Mounted at /content/drive


In [3]:
# As usual, a bit of setup
import os
import shutil
import time
import torch
import numpy as np

import deeprl.infrastructure.pytorch_util as ptu

from deeprl.infrastructure.rl_trainer import RL_Trainer
from deeprl.infrastructure.trainers import PG_Trainer
from deeprl.infrastructure.trainers import DQN_Trainer

%load_ext autoreload
%autoreload 2

def rel_error(x, y):
    """ returns relative error """
    return np.max(np.abs(x - y) / (np.maximum(1e-8, np.abs(x) + np.abs(y))))

def remove_folder(path):
    # check if folder exists
    if os.path.exists(path): 
        print("Clearing old results at {}".format(path))
        # remove if exists
        shutil.rmtree(path)
    else:
        print("Folder {} does not exist yet. No old results to delete".format(path))

In [4]:
dqn_base_args_dict = dict(
    env_name = 'LunarLander-v3', #@param 
    exp_name = 'test_dqn', #@param
    save_params = False, #@param {type: "boolean"}
    
    ## PDF will tell you how to set ep_len
    ## and discount for each environment
    ep_len = 200, #@param {type: "integer"}
    # discount = 0.95, #@param {type: "number"}

    # Training
    num_agent_train_steps_per_iter = 1, #@param {type: "integer"})
    num_critic_updates_per_agent_update = 1, #@param {type: "integer"}
  
    #@markdown Q-learning parameters
    double_q = False, #@param {type: "boolean"}

    # batches & buffers
    batch_size = 32, #@param {type: "integer"})
    batch_size_initial=1000,

    #@markdown logging
    video_log_freq = -1, #@param {type: "integer"}
    scalar_log_freq = 1000, #@param {type: "integer"}

    #@markdown gpu & run-time settings
    no_gpu = False, #@param {type: "boolean"}
    which_gpu = 0, #@param {type: "integer"}
    seed = 2, #@param {type: "integer"}
    logdir = 'test',
)

## DQN updates
Recall in Q-learning, we attempt to solve the optimal state-action values (which we refer to as Q-values $Q(s,a)$), by finding solutions to the Bellman equation given by
$$Q(s,a) = r(s,a) + \gamma \mathbb{E}_{s' \sim p(s'\vert s,a)}[\max_{a'}Q(s', a')].$$

Regular tabular Q-learning would take sample transitions $(s, a, r, s')$ and perform updates according to
$$Q(s,a) \leftarrow Q(s,a) + \alpha (r(s,a) + \gamma \max_{a'} Q(s', a') - Q(s,a)),$$
where $\alpha$ is a stepsize parameter.

This can be interpreted as updating $Q(s,a)$ by taking one gradient step on a squared Bellman error objective
$$(r(s, a) +\gamma \max_{a'} \tilde Q(s', a') - Q(s,a))^2,$$
where $\tilde Q$ is a copy of $Q$, but is not differentiated when taking the gradient step.

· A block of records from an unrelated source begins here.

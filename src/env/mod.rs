//! The I/O boundary of the import engine.
//!
//! Everything the resolver does to the outside world (reading files,
//! expanding globs, fetching URLs, running commands, logging) goes through
//! an [`ExecutionEnvironment`]. [`SystemEnvironment`] is the real
//! implementation; `test_utils::MemoryEnvironment` is an in-memory fake.

pub mod system;

pub use system::SystemEnvironment;

use anyhow::Result;
use async_trait::async_trait;
use std::path::{Path, PathBuf};

/// One file matched by a glob import.
#[derive(Debug, Clone, PartialEq, Eq)]
pub struct GlobMatch {
    /// Path as displayed in the wrapping tag
    pub path: String,
    /// File content
    pub content: String,
}

/// A URL fetch, optionally conditional on stored validators.
#[derive(Debug, Clone, Default, PartialEq, Eq)]
pub struct FetchRequest {
    /// URL to fetch
    pub url: String,
    /// Sent as `If-None-Match`
    pub etag: Option<String>,
    /// Sent as `If-Modified-Since`
    pub last_modified: Option<String>,
}

impl FetchRequest {
    /// Unconditional fetch of `url`.
    #[must_use]
    pub fn new(url: impl Into<String>) -> Self {
        Self {
            url: url.into(),
            ..Self::default()
        }
    }
}

/// Outcome of a fetch.
#[derive(Debug, Clone, PartialEq, Eq)]
pub enum FetchResponse {
    /// A body was returned.
    Fetched {
        /// Response body
        content: String,
        /// `Content-Type` header
        content_type: Option<String>,
        /// `ETag` header
        etag: Option<String>,
        /// `Last-Modified` header
        last_modified: Option<String>,
    },
    /// The server answered `304 Not Modified`.
    NotModified {
        /// Refreshed `ETag`, if sent
        etag: Option<String>,
        /// Refreshed `Last-Modified`, if sent
        last_modified: Option<String>,
    },
}

/// What to execute.
#[derive(Debug, Clone, PartialEq, Eq)]
pub enum ExecRequest {
    /// A command line run through the platform shell.
    Shell(String),
    /// A script run by the interpreter named in its shebang.
    Script {
        /// Interpreter command line, e.g. `/usr/bin/env python3`
        interpreter: String,
        /// Full script text, shebang included
        code: String,
    },
}

/// Captured result of an execution.
#[derive(Debug, Clone, Default, PartialEq, Eq)]
pub struct CommandOutput {
    /// Standard output
    pub stdout: String,
    /// Standard error
    pub stderr: String,
    /// Exit code, `None` if killed by a signal
    pub status: Option<i32>,
}

impl CommandOutput {
    /// Whether the process exited with code zero.
    #[must_use]
    pub fn success(&self) -> bool {
        self.status == Some(0)
    }
}

/// Capability surface used by the resolver for all I/O.
///
/// Paths passed in are already resolved (home and cwd applied).
#[async_trait]
pub trait ExecutionEnvironment: Send + Sync {
    /// Whether `path` exists.
    async fn file_exists(&self, path: &Path) -> bool;

    /// Whether the file at `path` looks binary.
    async fn is_binary(&self, path: &Path) -> Result<bool>;

    /// Read `path` as UTF-8 text.
    async fn read_text(&self, path: &Path) -> Result<String>;

    /// Canonical form of `path`, used as the cycle-guard identity.
    async fn canonicalize(&self, path: &Path) -> Result<PathBuf>;

    /// Expand `pattern` relative to `cwd`, sorted by path. Binary matches are skipped.
    async fn expand_glob(&self, pattern: &str, cwd: &Path) -> Result<Vec<GlobMatch>>;

    /// Fetch a URL.
    async fn fetch(&self, request: FetchRequest) -> Result<FetchResponse>;

    /// Run a command or script in `cwd`.
    async fn exec(&self, request: ExecRequest, cwd: &Path) -> Result<CommandOutput>;

    /// Observability sink for "verb target" lines.
    fn log(&self, message: &str);

    /// Home directory for `~` paths.
    fn home_dir(&self) -> Option<PathBuf> {
        dirs::home_dir()
    }
}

Adapting this update to the setting where we use a neural network with parameters $\theta$ to approximate $Q(s,a)$, we then train $\theta$ with the loss function 
$$\min_{\theta} \mathbb{E}_{s, a, s' \sim D} [L(Q_{\theta}(s,a), r(s,a) + \gamma \max_{a'} Q_{\tilde \theta}(s', a'))]$$
where $D$ is our replay buffer containing past transitions we've experienced, $L$ is some loss function capturing how far the predicted Q-values are from the target values, and $\tilde \theta$ are the target Q function parameters, which are usually a delayed copy of $\theta$ for stability reasons.

We note our previous policy gradient algorithms were _on-policy_ algoritms, which meant they updated the policy using only the data collected from the most recent policy, and discard all the data after using it just once. In contrast, DQN uses _off-policy_ updates by sampling data from all past interactions, allowing for data reuse over time.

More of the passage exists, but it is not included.